Financial highlights

  • Q2 net revenue was $240.3M, down 14% year-over-year, driven by declines in both Supply Chain Services and Performance Services.

  • GAAP net loss from continuing operations was $45.8M, mainly due to a $126.8M goodwill impairment in Performance Services.

  • Adjusted EBITDA was $50.1M (20.8% margin), down 48% year-over-year; adjusted EPS was $0.25 ($0.27 excluding Contigo Health), down 51% year-over-year.

  • Free cash flow for the first half was $73.9M, up $33M year-over-year, aided by a derivative lawsuit settlement and a minority investment distribution.

  • Cash and cash equivalents at quarter-end were $85.9M; $100M outstanding on the $1B credit facility, with $65M repaid in January 2025.

Outlook and guidance

  • Fiscal 2025 total net revenue guidance (excluding Contigo Health): $940M–$1.01B, with the midpoint reaffirmed.

  • Adjusted EBITDA guidance: $237M–$253M; adjusted EPS guidance raised to $1.26–$1.34.

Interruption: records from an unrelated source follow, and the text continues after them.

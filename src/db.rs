use anyhow::Result;
use sea_orm::{ConnectionTrait, DatabaseConnection, SqlxPostgresConnector, Statement};
use sqlx::postgres::PgPoolOptions;
use std::path::PathBuf;
use tokio::fs;

pub type DbPool = sqlx::PgPool;
pub type OrmConn = DatabaseConnection;

/// Create the shared Postgres pool.
pub async fn create_pool(database_url: &str) -> Result<DbPool> {
    let pool = PgPoolOptions::new()
        .max_connections(10)
        .connect(database_url)
        .await?;
    Ok(pool)
}

/// Wrap an existing sqlx pool in a SeaORM connection so both share connections.
pub fn orm_from_pool(pool: &DbPool) -> OrmConn {
    SqlxPostgresConnector::from_sqlx_postgres_pool(pool.clone())
}

/// Minimal migration runner that executes SQL files in `migrations/` in filename order.
///
/// Every migration is written with `IF NOT EXISTS` guards, so running the
/// whole directory again on start-up is safe.
pub async fn run_migrations(conn: &OrmConn) -> Result<()> {
    let mut entries = fs::read_dir("migrations").await?;
    let mut files: Vec<PathBuf> = Vec::new();
    while let Some(entry) = entries.next_entry().await? {
        let path = entry.path();
        if path.is_file() && path.extension().is_some_and(|ext| ext == "sql") {
            files.push(path);
        }
    }
    files.sort();

    let backend = conn.get_database_backend();
    for file in files {
        let sql = fs::read_to_string(&file).await?;
        // Postgres prepared statements cannot contain multiple commands,
        // so split the migration file and run each statement individually.
        for stmt in sql.split(';') {
            let stmt = stmt.trim();
            if stmt.is_empty() {
                continue;
            }
            let statement = format!("{stmt};");
            conn.execute(Statement::from_string(backend, statement))
                .await?;
        }
        tracing::debug!(file = %file.display(), "migration applied");
    }

    Ok(())
}
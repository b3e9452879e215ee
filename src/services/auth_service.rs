use argon2::{
    Argon2, PasswordHasher,
    password_hash::{PasswordHash, PasswordVerifier, SaltString},
};
use chrono::{DateTime, Duration, Utc};
use jsonwebtoken::{
    DecodingKey, EncodingKey, Header, Validation, decode, encode, errors::ErrorKind,
};
use password_hash::rand_core::OsRng;
use sea_orm::{ActiveModelTrait, ColumnTrait, EntityTrait, QueryFilter, Set};
use uuid::Uuid;

use crate::{
    audit,
    dto::auth::{Claims, LoginRequest, LoginResponse, RegisterRequest},
    entity::users::{ActiveModel as UserActive, Column as UserCol, Entity as Users, Model as UserModel},
    error::{AppError, AppResult},
    middleware::auth::AuthUser,
    models::{Role, User, UserSummary},
    response::{ApiResponse, Meta},
    state::AppState,
};

/// Tokens stay valid this long; there is no refresh, callers log in again.
pub const TOKEN_TTL_DAYS: i64 = 7;

const INVALID_CREDENTIALS: &str = "Invalid username or password";
const USERNAME_TAKEN: &str = "Username is already taken";

/// HS256 signing and verification keys derived from the shared secret.
pub struct TokenKeys {
    encoding: EncodingKey,
    decoding: DecodingKey,
}

impl TokenKeys {
    pub fn new(secret: &str) -> Self {
        Self {
            encoding: EncodingKey::from_secret(secret.as_bytes()),
            decoding: DecodingKey::from_secret(secret.as_bytes()),
        }
    }
}

pub fn hash_password(password: &str) -> AppResult<String> {
    let salt = SaltString::generate(&mut OsRng);
    let argon2 = Argon2::default();
    let password_hash = argon2
        .hash_password(password.as_bytes(), &salt)
        .map_err(|e| AppError::Internal(anyhow::anyhow!(e.to_string())))?
        .to_string();
    Ok(password_hash)
}

pub fn verify_password(password: &str, password_hash: &str) -> AppResult<bool> {
    let parsed_hash = PasswordHash::new(password_hash)
        .map_err(|_| AppError::Internal(anyhow::anyhow!("Invalid password hash")))?;
    Ok(Argon2::default()
        .verify_password(password.as_bytes(), &parsed_hash)
        .is_ok())
}

/// Sign a token for `user` that expires [`TOKEN_TTL_DAYS`] after `issued_at`.
pub fn issue_token(
    keys: &TokenKeys,
    user: &UserSummary,
    issued_at: DateTime<Utc>,
) -> AppResult<String> {
    let expiration = issued_at
        .checked_add_signed(Duration::days(TOKEN_TTL_DAYS))
        .ok_or_else(|| AppError::Internal(anyhow::anyhow!("Failed to set expiration")))?;

    let claims = Claims {
        sub: user.id.to_string(),
        username: user.username.clone(),
        role: user.role.as_str().to_string(),
        exp: expiration.timestamp().max(0) as usize,
    };

    encode(&Header::default(), &claims, &keys.encoding)
        .map_err(|e| AppError::Internal(anyhow::anyhow!(e.to_string())))
}

pub fn verify_token(keys: &TokenKeys, token: &str) -> AppResult<AuthUser> {
    let decoded = decode::<Claims>(token, &keys.decoding, &Validation::default()).map_err(
        |err| match err.kind() {
            ErrorKind::ExpiredSignature => AppError::Unauthorized("Token expired".into()),
            _ => AppError::Unauthorized("Invalid token".into()),
        },
    )?;

    let user_id = Uuid::parse_str(&decoded.claims.sub)
        .map_err(|_| AppError::Unauthorized("Invalid token".into()))?;
    let role = decoded
        .claims
        .role
        .parse::<Role>()
        .map_err(|_| AppError::Unauthorized("Invalid token".into()))?;

    Ok(AuthUser {
        user_id,
        username: decoded.claims.username,
        role,
    })
}

pub async fn register_user(
    state: &AppState,
    payload: RegisterRequest,
) -> AppResult<ApiResponse<UserSummary>> {
    let RegisterRequest {
        username,
        password,
        role,
    } = payload;
    let username = username.trim().to_string();
    if username.is_empty() {
        return Err(AppError::BadRequest("username is required".into()));
    }
    if password.is_empty() {
        return Err(AppError::BadRequest("password is required".into()));
    }
    let role = role.parse::<Role>().map_err(AppError::BadRequest)?;

    let exist = Users::find()
        .filter(UserCol::Username.eq(username.as_str()))
        .one(&state.orm)
        .await?;
    if exist.is_some() {
        return Err(AppError::Conflict(USERNAME_TAKEN.to_string()));
    }

    let user = UserActive {
        id: Set(Uuid::new_v4()),
        username: Set(username),
        password_hash: Set(hash_password(&password)?),
        role: Set(role),
        created_at: Set(Utc::now().into()),
    }
    .insert(&state.orm)
    .await
    .map_err(|err| AppError::conflict_on_unique(err, USERNAME_TAKEN))?;
    let user = user_from_entity(user);

    tracing::info!(user_id = %user.id, role = %user.role, "user registered");
    audit::record(
        &state.pool,
        Some(user.id),
        "user_register",
        "users",
        serde_json::json!({ "user_id": user.id }),
    )
    .await;

    Ok(ApiResponse::success(
        "User created",
        summary_of(&user),
        Some(Meta::empty()),
    ))
}

pub async fn login_user(
    state: &AppState,
    payload: LoginRequest,
) -> AppResult<ApiResponse<LoginResponse>> {
    let LoginRequest { username, password } = payload;
    let user = Users::find()
        .filter(UserCol::Username.eq(username.trim()))
        .one(&state.orm)
        .await?
        .map(user_from_entity);

    // Unknown user and wrong password must be indistinguishable to the caller.
    let user = match user {
        Some(u) if verify_password(&password, &u.password_hash)? => u,
        _ => return Err(AppError::Unauthorized(INVALID_CREDENTIALS.into())),
    };

    let summary = summary_of(&user);
    let token = issue_token(&state.keys, &summary, Utc::now())?;

    audit::record(
        &state.pool,
        Some(user.id),
        "user_login",
        "users",
        serde_json::json!({ "user_id": user.id }),
    )
    .await;

    Ok(ApiResponse::success(
        "Logged in",
        LoginResponse {
            access_token: token,
            token_type: "bearer".into(),
            user: summary,
        },
        Some(Meta::empty()),
    ))
}

fn summary_of(user: &User) -> UserSummary {
    UserSummary {
        id: user.id,
        username: user.username.clone(),
        role: user.role,
    }
}

fn user_from_entity(model: UserModel) -> User {
    User {
        id: model.id,
        username: model.username,
        password_hash: model.password_hash,
        role: model.role,
        created_at: model.created_at.with_timezone(&Utc),
    }
}
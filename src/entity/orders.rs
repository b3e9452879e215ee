use sea_orm::FromJsonQueryResult;
use sea_orm::entity::prelude::*;
use serde::{Deserialize, Serialize};

use crate::models::{Modification, OrderItem, OrderStatus};

/// Order lines, stored as a JSONB array on the order row.
#[derive(Clone, Debug, Default, PartialEq, Serialize, Deserialize, FromJsonQueryResult)]
#[serde(transparent)]
pub struct OrderItemList(pub Vec<OrderItem>);

/// Change log, stored as a JSONB array. Entries are only ever appended.
#[derive(Clone, Debug, Default, PartialEq, Serialize, Deserialize, FromJsonQueryResult)]
#[serde(transparent)]
pub struct ModificationList(pub Vec<Modification>);

#[derive(Clone, Debug, PartialEq, DeriveEntityModel)]
#[sea_orm(table_name = "orders")]
pub struct Model {
    #[sea_orm(primary_key, auto_increment = false)]
    pub id: Uuid,
    pub order_number: String,
    pub customer_name: String,
    pub customer_phone: String,
    #[sea_orm(column_type = "JsonBinary")]
    pub items: OrderItemList,
    pub pickup_date: Date,
    pub pickup_time_slot: String,
    pub status: OrderStatus,
    pub notes: String,
    pub created_at: DateTimeWithTimeZone,
    pub created_by: String,
    pub updated_at: Option<DateTimeWithTimeZone>,
    #[sea_orm(column_type = "JsonBinary")]
    pub modifications: ModificationList,
    pub acknowledged: bool,
    pub acknowledged_at: Option<DateTimeWithTimeZone>,
    pub acknowledged_by: Option<String>,
}

#[derive(Copy, Clone, Debug, EnumIter, DeriveRelation)]
pub enum Relation {}

impl ActiveModelBehavior for ActiveModel {}
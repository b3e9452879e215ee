use axum::Router;

use crate::state::AppState;

pub mod auth;
pub mod categories;
pub mod customers;
pub mod dashboard;
pub mod doc;
pub mod health;
pub mod orders;
pub mod params;
pub mod products;
pub mod seed;

// Build the API router without binding state; it will be provided at the top level.
pub fn create_api_router() -> Router<AppState> {
    Router::new()
        .nest("/auth", auth::router())
        .nest("/products", products::router())
        .nest("/categories", categories::router())
        .nest("/customers", customers::router())
        .nest("/orders", orders::router())
        .nest("/dashboard", dashboard::router())
        .merge(seed::router())
}
use chrono::NaiveDate;
use serde::Deserialize;
use utoipa::ToSchema;

use crate::models::OrderStatus;

#[derive(Debug, Default, Deserialize, ToSchema)]
pub struct ProductQuery {
    pub category: Option<String>,
}

#[derive(Debug, Default, Deserialize, ToSchema)]
pub struct CustomerQuery {
    pub search: Option<String>,
}

#[derive(Debug, Default, Deserialize, ToSchema)]
pub struct OrderListQuery {
    /// Exact pickup date, ignored when either range bound is given.
    pub pickup_date: Option<NaiveDate>,
    pub status: Option<OrderStatus>,
    pub from_date: Option<NaiveDate>,
    pub to_date: Option<NaiveDate>,
}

  • Net administrative fees revenue guidance increased to $525M–$545M; capital expenditures expected at $90M–$100M; effective tax rate 24%–26%.

  • Profitability (adjusted EBITDA and EPS) expected to be more weighted to Q4 due to timing and mix of revenue.

  • Management expects continued pressure on net administrative fees due to higher fee shares in renewed GPO contracts and ongoing market and regulatory uncertainties.